The onion has long been employed as a disinfecting agent in cases of contagious diseases. Sliced onions were hung in sleeping rooms in the belief that the infectious matter would be absorbed into the onion and not affect the patient. This belief was eventually transposed into use as a disinfectant for poultry houses and pigstys, with bundles of cut onions hung throughout the interiors. Along with the potato, halved onions are often used to cure, or remove, warts. One of the cut sides is rubbed over the wart and both halves are then buried where water dripping from the eaves of the house will fall on it.


One other species of Allium often grown, A. proliferum, (Wnderzwiwwel in dialect) we know as the Egyptian or walking onion, named so for its habit of incrementaly shifting its location slightly in each generation. Described as a tree onion its round and hollow leaves grow up to three feet in height. At the top end of the leaf stalk a cluster of bulblets or bulbils grows. These bulbils are essentially “sets,” or baby walking onion plants. As the plant matures the leaf stalks dry out and fall over, depositing the bulbils at some distance from the mother plant. When conditions warrant they will sprout, becoming the next generation. If they are deposited late in the growing season they overwinter in that location and will sprout as soon as conditions are appropriate in the spring, often poking greenly through frost and snow. Among the earliest growth in the garden they are avidly sought out after a long winter of diminishing food stores.

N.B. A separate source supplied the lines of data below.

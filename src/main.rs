fn main() {
    env_logger::Builder::from_env(env_logger::Env::default().default_filter_or("warn")).init();
    alpha_poker::cli::run();
}
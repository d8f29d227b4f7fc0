//! CFR with one villain info set per combo.
//!
//! No bucketing during the solve: every combo keeps its own equity and its
//! own strategy. The villain leads three-quarters of the pot after a check.
//! For reporting, the per-combo strategies are averaged back into equity
//! buckets by combo weight.

use crate::cfr::buckets::{equity_buckets, Bucket};
use crate::cfr::game::{AverageProfile, CfrGame, Sample};
use crate::cfr::regrets::RegretRule;
use crate::cfr::{summarize, Convergence, SolveFailure, SolveSummary, SolverContext};
use crate::range::WeightedCombo;

pub const ID: &str = "pycfr";
pub const LABEL: &str = "Per-combo CFR";
pub const PRIORITY: i32 = 20;
pub const MIN_ITERATIONS: u32 = 400;
pub const MAX_ITERATIONS: u32 = 8_000;

/// Villain lead size as a fraction of the pot.
pub const DONK_FRACTION: f64 = 0.75;
/// Ranges up to this many combos get the full iteration budget.
const FULL_BUDGET_COMBOS: usize = 120;
const SUMMARY_BUCKETS: usize = 10;

/// Clamped budget, shrunk by `sqrt(combos / 120)` for wide ranges.
pub fn iteration_budget(requested: u32, combos: usize) -> u32 {
    let capped = requested.clamp(MIN_ITERATIONS, MAX_ITERATIONS);
    if combos <= FULL_BUDGET_COMBOS {
        return capped;
    }
    let scale = (combos as f64 / FULL_BUDGET_COMBOS as f64).sqrt();
    ((capped as f64 / scale) as u32).max(1)
}

/// Three-quarter pot capped at the stack; hero's bet when the pot is empty.
pub fn donk_size(pot: f64, bet: f64, stack: f64) -> f64 {
    let lead = DONK_FRACTION * pot;
    let lead = if lead > 0.0 { lead } else { bet };
    lead.min(stack)
}

pub fn solve(ctx: &SolverContext<'_>) -> Result<SolveSummary, SolveFailure> {
    let bet = ctx.validate()?;
    let donk = donk_size(ctx.pot, bet, ctx.stack);
    if !(donk > 0.0) {
        return Err(SolveFailure::NoBetAction);
    }
    let combos = ctx.range.combos();
    let total = ctx.range.total_weight();
    let samples: Vec<Sample> = combos
        .iter()
        .enumerate()
        .filter(|(_, c)| c.weight > 0.0)
        .map(|(infoset, c)| Sample {
            infoset,
            equity: c.hero_equity,
            probability: c.weight / total,
        })
        .collect();

    let game = CfrGame {
        pot: ctx.pot,
        hero_sizes: vec![bet],
        villain_sizes: vec![donk],
        infosets: combos.len(),
    };
    let iterations = iteration_budget(ctx.iterations, combos.len());
    log::debug!("{} over {} combos for {} iterations", ID, combos.len(), iterations);

    let mut table = game.table(RegretRule::Signed);
    let mut scratch = game.scratch();
    for _ in 0..iterations {
        ctx.check_cancelled()?;
        game.iterate(&mut table, &samples, 1.0, &mut scratch);
    }

    let profile = game.average_profile(&table);
    let convergence = Convergence::measure(&game, &table, &profile, &samples, iterations, Vec::new(), false);

    let max_buckets = SUMMARY_BUCKETS.min(ctx.config.max_buckets);
    let buckets = equity_buckets(ctx.range, ctx.config.min_buckets.min(max_buckets), max_buckets);
    if buckets.is_empty() {
        return Err(SolveFailure::NoBuckets);
    }
    let bucketed = CfrGame {
        infosets: buckets.len(),
        ..game.clone()
    };
    let quantized = quantize(&game, &profile, &buckets, combos);
    Ok(summarize(ctx, &bucketed, &buckets, &quantized, convergence))
}

/// Weighted average of the member combos' villain strategies per bucket.
fn quantize(game: &CfrGame, profile: &AverageProfile, buckets: &[Bucket], combos: &[WeightedCombo]) -> AverageProfile {
    let nh = game.hero_sizes.len();
    let stride = game.villain_sizes.len() + 1;
    let (nc, nb) = (game.infosets, buckets.len());
    let mut villain_call = vec![0.0; nh * nb];
    let mut villain_after_check = vec![0.0; stride * nb];

    for (b, bucket) in buckets.iter().enumerate() {
        if !(bucket.weight > 0.0) {
            continue;
        }
        for &i in &bucket.members {
            let share = combos[i].weight / bucket.weight;
            for j in 0..nh {
                villain_call[j * nb + b] += share * profile.villain_call[j * nc + i];
            }
            for a in 0..stride {
                villain_after_check[stride * b + a] += share * profile.villain_after_check[stride * i + a];
            }
        }
    }

    AverageProfile {
        hero_root: profile.hero_root.clone(),
        hero_call: profile.hero_call.clone(),
        villain_call,
        villain_after_check,
    }
}

#[cfg(test)]
mod tests {
    use super::*;

    #[test]
    fn budget_shrinks_for_wide_ranges() {
        assert_eq!(iteration_budget(3_000, 100), 3_000);
        assert_eq!(iteration_budget(20_000, 100), MAX_ITERATIONS);
        assert_eq!(iteration_budget(10, 100), MIN_ITERATIONS);
        assert_eq!(iteration_budget(3_000, 480), 1_500);
    }

    #[test]
    fn donk_is_three_quarter_pot_within_stack() {
        assert_eq!(donk_size(20.0, 5.0, 100.0), 15.0);
        assert_eq!(donk_size(100.0, 50.0, 40.0), 40.0);
        assert_eq!(donk_size(0.0, 5.0, 100.0), 5.0);
    }
}
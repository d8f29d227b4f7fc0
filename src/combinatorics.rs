//! Counting and enumerating k-card draws from a card pool.
//!
//! Enumeration walks index vectors in lexicographic order, so each k-subset
//! of the pool is produced exactly once and in a reproducible order. Sampling
//! draws without replacement through a partial Fisher-Yates shuffle of a
//! caller-owned scratch buffer.

use std::ops::ControlFlow;

use rand::seq::SliceRandom;
use rand::Rng;

use crate::cards::Card;

/// Number of ways to choose `k` of `n`, saturating at `u64::MAX`.
pub fn combination_count(n: usize, k: usize) -> u64 {
    if k > n {
        return 0;
    }
    let k = k.min(n - k) as u64;
    let n = n as u64;
    let mut result: u64 = 1;
    for i in 1..=k {
        // result * (n - k + i) is always divisible by i at this point
        result = match result.checked_mul(n - k + i) {
            Some(v) => v / i,
            None => return u64::MAX,
        };
    }
    result
}

/// Calls `visit` once for every `k`-subset of `pool`.
///
/// The slice handed to `visit` is a reused buffer; copy it if it must
/// outlive the call. Returning `ControlFlow::Break` stops the walk early.
/// Returns the number of subsets visited.
pub fn for_each_combination<F>(pool: &[Card], k: usize, mut visit: F) -> u64
where
    F: FnMut(&[Card]) -> ControlFlow<()>,
{
    let n = pool.len();
    if k > n {
        return 0;
    }
    if k == 0 {
        let _ = visit(&[]);
        return 1;
    }

    let mut indices: Vec<usize> = (0..k).collect();
    let mut combo: Vec<Card> = pool[..k].to_vec();
    let mut visited = 1;
    if visit(&combo).is_break() {
        return visited;
    }

    loop {
        // Rightmost index that can still move right
        let mut i = k;
        while i > 0 && indices[i - 1] == n - k + i - 1 {
            i -= 1;
        }
        if i == 0 {
            return visited;
        }
        let i = i - 1;

        indices[i] += 1;
        combo[i] = pool[indices[i]];
        for j in i + 1..k {
            indices[j] = indices[j - 1] + 1;
            combo[j] = pool[indices[j]];
        }

        visited += 1;
        if visit(&combo).is_break() {
            return visited;
        }
    }
}

/// Draws `k` distinct cards uniformly from `scratch`, which is left permuted.
///
/// The drawn cards are the returned slice; cards not drawn stay in `scratch`
/// so the buffer can be reused for the next iteration without refilling.
pub fn draw_without_replacement<'a, R: Rng + ?Sized>(
    scratch: &'a mut [Card],
    k: usize,
    rng: &mut R,
) -> &'a [Card] {
    let k = k.min(scratch.len());
    let (drawn, _) = scratch.partial_shuffle(rng, k);
    drawn
}

#[cfg(test)]
mod tests {
    use super::*;
    use crate::cards::DECK;
    use rand::rngs::StdRng;
    use rand::SeedableRng;

    #[test]
    fn counts_match_known_values() {
        assert_eq!(combination_count(48, 5), 1_712_304);
        assert_eq!(combination_count(45, 2), 990);
        assert_eq!(combination_count(44, 1), 44);
        assert_eq!(combination_count(5, 0), 1);
        assert_eq!(combination_count(3, 4), 0);
    }

    #[test]
    fn enumeration_is_exhaustive_and_unique() {
        let pool = &DECK[..10];
        let mut seen = std::collections::HashSet::new();
        let visited = for_each_combination(pool, 3, |combo| {
            let mask: u64 = combo.iter().fold(0, |m, c| m | c.mask());
            assert_eq!(mask.count_ones(), 3);
            assert!(seen.insert(mask));
            ControlFlow::Continue(())
        });
        assert_eq!(visited, combination_count(10, 3));
        assert_eq!(seen.len() as u64, visited);
    }

    #[test]
    fn enumeration_can_stop_early() {
        let visited = for_each_combination(&DECK[..8], 2, |_| ControlFlow::Break(()));
        assert_eq!(visited, 1);
    }

    #[test]
    fn draws_are_distinct() {
        let mut rng = StdRng::seed_from_u64(7);
        let mut scratch = DECK[..20].to_vec();
        for _ in 0..200 {
            let drawn = draw_without_replacement(&mut scratch, 5, &mut rng);
            let mask: u64 = drawn.iter().fold(0, |m, c| m | c.mask());
            assert_eq!(mask.count_ones(), 5);
        }
        assert_eq!(scratch.len(), 20);
    }
}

Let’s hope we can plant our first onions on the first of March this year and that spring will follow in an orderly way soon thereafter. We will be looking for help to prepare and plant this year’s garden. If you can’t wait to sink your fingers into good soil and have a role in the annual renewal of life then come on out to the Antes Plantation on Tuesday evenings as soon as the weather warms up and join us. You’ll be glad you did.